By combining PT-Informer with a neural network, the strengths of both methods can be leveraged to achieve better performance in fault detection. PT-Informer can effectively reduce the dimensionality of high-dimensional data while preserving most of the information, thus simplifying the input for the neural network. Meanwhile, the neural network can capture the complex relationships between features and fault types that may not be easily extracted by PT-Informer alone.

In Figure 12, the confusion matrix illustrates the true and predicted labels, with the numbers in each cell representing the corresponding predicted probabilities. By comparing the confusion matrix diagrams of the PT-Informer and GRU models, it is evident that the PT-Informer model demonstrated superior classification performance in fault diagnosis. The confusion matrices of GRU and PT-Informer used SVC and CNN classifiers, respectively, because PT-Informer has better prediction effect than GRU, so it can generate more accurate data sets, so when using confusion matrix, PT-Informer had a better classification effect. The CNN classifier also had a better classification effect than the SVC classifier. The PT-Informer framework enhanced the fault classification accuracy of nuclear steam turbine rotors from 96.6% to 98% and from 97.4% to 99.6% for different fault types. Furthermore, PT-Informer achieved a perfect classification accuracy of 100% for Type-a faults, Type-C faults, and Fault-e, highlighting its effectiveness in accurately identifying and classifying these specific fault types.

4. Conclusions

This paper presented a novel approach utilizing the PT-Informer framework to learn rotor vibration signals for fault diagnosis and prediction in nuclear steam turbine systems, enabling early detection and diagnosis of potential failures. For the five common faults of nuclear steam turbines, the PT-Informer framework was capable of extracting fault features directly from raw vibration signals, enabling fault detection and fault classification. The results showed that the framework can accurately realize the fault detection and fault classification of nuclear steam turbines. By comparing the prediction performance of the PT-Informer framework with that of the other current advanced models, the superiority of the proposed method over the other advanced models was demonstrated through the analysis of time series prediction graphs and various model performance indicators. Experimental results on a nuclear steam turbine rotor showed that PT-Informer outperformed the traditional GRU model, with a 4.94% improvement in R2 performance for prediction. Furthermore, PT-Informer enhanced the fault classification accuracy from 96.6% to 98% compared to the conventional model.

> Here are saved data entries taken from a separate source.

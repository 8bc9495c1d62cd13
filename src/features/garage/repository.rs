use async_trait::async_trait;
use sqlx::PgPool;
use uuid::Uuid;

use super::model::{CarPhoto, NewCarPhoto};
use crate::core::error::{AppError, Result};

#[async_trait]
pub trait GarageRepository: Send + Sync {
    /// Owner of `car_id`, `None` when the car does not exist
    async fn car_owner(&self, car_id: Uuid) -> Result<Option<Uuid>>;

    async fn insert_photo(&self, photo: NewCarPhoto) -> Result<CarPhoto>;

    async fn find_photo(&self, car_id: Uuid, photo_id: Uuid) -> Result<Option<CarPhoto>>;

    async fn delete_photo(&self, photo_id: Uuid) -> Result<()>;
}

pub struct PgGarageRepository {
    pool: PgPool,
}

impl PgGarageRepository {
    pub fn new(pool: PgPool) -> Self {
        Self { pool }
    }
}

#[async_trait]
impl GarageRepository for PgGarageRepository {
    async fn car_owner(&self, car_id: Uuid) -> Result<Option<Uuid>> {
        let owner: Option<Uuid> = sqlx::query_scalar("SELECT owner_id FROM cars WHERE id = $1")
            .bind(car_id)
            .fetch_optional(&self.pool)
            .await?;
        Ok(owner)
    }

    async fn insert_photo(&self, photo: NewCarPhoto) -> Result<CarPhoto> {
        sqlx::query_as::<_, CarPhoto>(
            r#"
            INSERT INTO car_photos (car_id, storage_key, url, content_type, size_bytes)
            VALUES ($1, $2, $3, $4, $5)
            RETURNING id, car_id, storage_key, url, content_type, size_bytes, created_at
            "#,
        )
        .bind(photo.car_id)
        .bind(photo.storage_key)
        .bind(photo.url)
        .bind(photo.content_type)
        .bind(photo.size_bytes)
        .fetch_one(&self.pool)
        .await
        .map_err(|e| {
            tracing::error!("Failed to insert car photo: {:?}", e);
            AppError::Database(e)
        })
    }

    async fn find_photo(&self, car_id: Uuid, photo_id: Uuid) -> Result<Option<CarPhoto>> {
        let photo = sqlx::query_as::<_, CarPhoto>(
            r#"
            SELECT id, car_id, storage_key, url, content_type, size_bytes, created_at
            FROM car_photos
            WHERE id = $1 AND car_id = $2
            "#,
        )
        .bind(photo_id)
        .bind(car_id)
        .fetch_optional(&self.pool)
        .await?;
        Ok(photo)
    }

    async fn delete_photo(&self, photo_id: Uuid) -> Result<()> {
        sqlx::query("DELETE FROM car_photos WHERE id = $1")
            .bind(photo_id)
            .execute(&self.pool)
            .await?;
        Ok(())
    }
}

#[cfg(test)]
pub mod memory {
    use std::collections::HashMap;
    use std::sync::Mutex;

    use chrono::Utc;

    use super::*;

    #[derive(Default)]
    pub struct MemoryGarage {
        cars: Mutex<HashMap<Uuid, Uuid>>,
        photos: Mutex<Vec<CarPhoto>>,
    }

    impl MemoryGarage {
        pub fn add_car(&self, owner_id: Uuid) -> Uuid {
            let id = Uuid::new_v4();
            self.cars.lock().unwrap().insert(id, owner_id);
            id
        }

        pub fn photo_count(&self) -> usize {
            self.photos.lock().unwrap().len()
        }
    }

    #[async_trait]
    impl GarageRepository for MemoryGarage {
        async fn car_owner(&self, car_id: Uuid) -> Result<Option<Uuid>> {
            Ok(self.cars.lock().unwrap().get(&car_id).copied())
        }

        async fn insert_photo(&self, photo: NewCarPhoto) -> Result<CarPhoto> {
            let stored = CarPhoto {
                id: Uuid::new_v4(),
                car_id: photo.car_id,
                storage_key: photo.storage_key,
                url: photo.url,
                content_type: photo.content_type,
                size_bytes: photo.size_bytes,
                created_at: Utc::now(),
            };
            self.photos.lock().unwrap().push(stored.clone());
            Ok(stored)
        }

        async fn find_photo(&self, car_id: Uuid, photo_id: Uuid) -> Result<Option<CarPhoto>> {
            Ok(self
                .photos
                .lock()
                .unwrap()
                .iter()
                .find(|p| p.id == photo_id && p.car_id == car_id)
                .cloned())
        }

        async fn delete_photo(&self, photo_id: Uuid) -> Result<()> {
            self.photos.lock().unwrap().retain(|p| p.id != photo_id);
            Ok(())
        }
    }
}
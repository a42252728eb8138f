//! Resolver configuration.

use crate::chunk::DEFAULT_CHUNK_LENGTH;
use std::time::Duration;

/// Configuration for the resolution layer.
#[derive(Debug, Clone)]
pub struct ResolverConfig {
    /// Endpoint of the remote playback lookup service.
    pub lookup_endpoint: String,

    /// User agent presented on lookup and stream requests.
    pub user_agent: String,

    /// TCP connect timeout for remote calls.
    pub connect_timeout: Duration,

    /// Read timeout for remote calls, enforced independently of connect.
    pub read_timeout: Duration,

    /// Fixed chunk length for scoped requests; `None` falls back to the
    /// resolved content length.
    pub chunk_length: Option<u64>,

    /// Number of slots in the recency ring.
    pub recency_capacity: usize,

    /// URI prefix stripped from request keys/URIs to derive the bare track
    /// identifier, e.g. a watch-page prefix. `None` uses keys verbatim.
    pub key_uri_prefix: Option<String>,
}

impl ResolverConfig {
    /// Create a configuration for the given lookup endpoint.
    pub fn new(lookup_endpoint: impl Into<String>) -> Self {
        Self {
            lookup_endpoint: lookup_endpoint.into(),
            user_agent:
                "Mozilla/5.0 (Windows NT 10.0; rv:91.0) Gecko/20100101 Firefox/91.0".to_string(),
            connect_timeout: Duration::from_millis(16_000),
            read_timeout: Duration::from_millis(8_000),
            chunk_length: Some(DEFAULT_CHUNK_LENGTH),
            recency_capacity: 2,
            key_uri_prefix: None,
        }
    }

    /// Set the user agent.
    pub fn with_user_agent(mut self, user_agent: impl Into<String>) -> Self {
        self.user_agent = user_agent.into();
        self
    }

    /// Set the connect timeout.
    pub fn with_connect_timeout(mut self, timeout: Duration) -> Self {
        self.connect_timeout = timeout;
        self
    }

    /// Set the read timeout.
    pub fn with_read_timeout(mut self, timeout: Duration) -> Self {
        self.read_timeout = timeout;
        self
    }

    /// Set or clear the fixed chunk length.
    pub fn with_chunk_length(mut self, length: Option<u64>) -> Self {
        self.chunk_length = length;
        self
    }

    /// Set the recency ring capacity.
    pub fn with_recency_capacity(mut self, capacity: usize) -> Self {
        self.recency_capacity = capacity;
        self
    }

    /// Set the key URI prefix.
    pub fn with_key_uri_prefix(mut self, prefix: impl Into<String>) -> Self {
        self.key_uri_prefix = Some(prefix.into());
        self
    }

    /// Validate configuration.
    pub fn validate(&self) -> Result<(), String> {
        if self.lookup_endpoint.is_empty() {
            return Err("lookup_endpoint cannot be empty".to_string());
        }

        if self.recency_capacity == 0 {
            return Err("recency_capacity must be at least 1".to_string());
        }

        if self.chunk_length == Some(0) {
            return Err("chunk_length must be greater than 0 when set".to_string());
        }

        Ok(())
    }
}
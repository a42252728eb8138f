//! # Recency Ring
//!
//! Fixed-capacity ring of the most recently resolved locations.
//!
//! This is deliberately a strict FIFO ring, not an LRU: a push always
//! consumes the next slot and reads never reorder anything, so a slot can be
//! overwritten even if it was read one call earlier. Duplicate identifiers
//! are not deduplicated either; pushing the same identifier twice occupies
//! two slots.

use crate::request::ResolvedLocation;
use parking_lot::Mutex;

/// Fixed-size ring with a modulo write cursor.
///
/// Memory is a boxed slot array allocated once; pushes overwrite the slot at
/// the cursor and advance it, giving O(1) bounded-memory behavior.
#[derive(Debug)]
pub struct RingBuffer<T> {
    slots: Box<[Option<T>]>,
    cursor: usize,
}

impl<T> RingBuffer<T> {
    /// Create a ring with `capacity` slots. Capacity must be non-zero.
    pub fn new(capacity: usize) -> Self {
        assert!(capacity > 0, "ring capacity must be non-zero");
        Self {
            slots: (0..capacity).map(|_| None).collect(),
            cursor: 0,
        }
    }

    /// Overwrite the slot at the write cursor and advance it.
    pub fn push(&mut self, item: T) {
        self.slots[self.cursor] = Some(item);
        self.cursor = (self.cursor + 1) % self.slots.len();
    }

    /// The `i`-th most recently pushed entry (0 = newest), or `None` if that
    /// slot was never written.
    pub fn get(&self, i: usize) -> Option<&T> {
        let capacity = self.slots.len();
        if i >= capacity {
            return None;
        }
        let slot = (self.cursor + capacity - 1 - i) % capacity;
        self.slots[slot].as_ref()
    }

    pub fn capacity(&self) -> usize {
        self.slots.len()
    }
}

/// Thread-safe recency cache over resolved locations.
///
/// All mutation happens under one lightweight mutex so a push is atomic: an
/// abandoned resolution can never leave the cursor and a slot out of step.
pub struct RecencyCache {
    ring: Mutex<RingBuffer<ResolvedLocation>>,
}

impl RecencyCache {
    pub fn new(capacity: usize) -> Self {
        Self {
            ring: Mutex::new(RingBuffer::new(capacity)),
        }
    }

    /// Record a freshly resolved location, evicting the oldest slot.
    pub fn push(&self, location: ResolvedLocation) {
        self.ring.lock().push(location);
    }

    /// The `i`-th most recent entry, newest first.
    pub fn get(&self, i: usize) -> Option<ResolvedLocation> {
        self.ring.lock().get(i).cloned()
    }

    /// Scan slots newest-first for a matching identifier.
    pub fn find(&self, identifier: &str) -> Option<ResolvedLocation> {
        let ring = self.ring.lock();
        (0..ring.capacity())
            .filter_map(|i| ring.get(i))
            .find(|location| location.identifier == identifier)
            .cloned()
    }

    pub fn capacity(&self) -> usize {
        self.ring.lock().capacity()
    }
}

PT-Informer showed significant improvements in prediction performance and fault classification accuracy compared to traditional approaches. While we successfully applied the PT-Informer framework to nuclear steam turbine fault diagnosis and prediction, there remains a question of whether its effectiveness extends to other devices or sensors. In the future, further investigation will be conducted to explore the applicability of the proposed method in various domains, including wind turbines, aero engines, and more.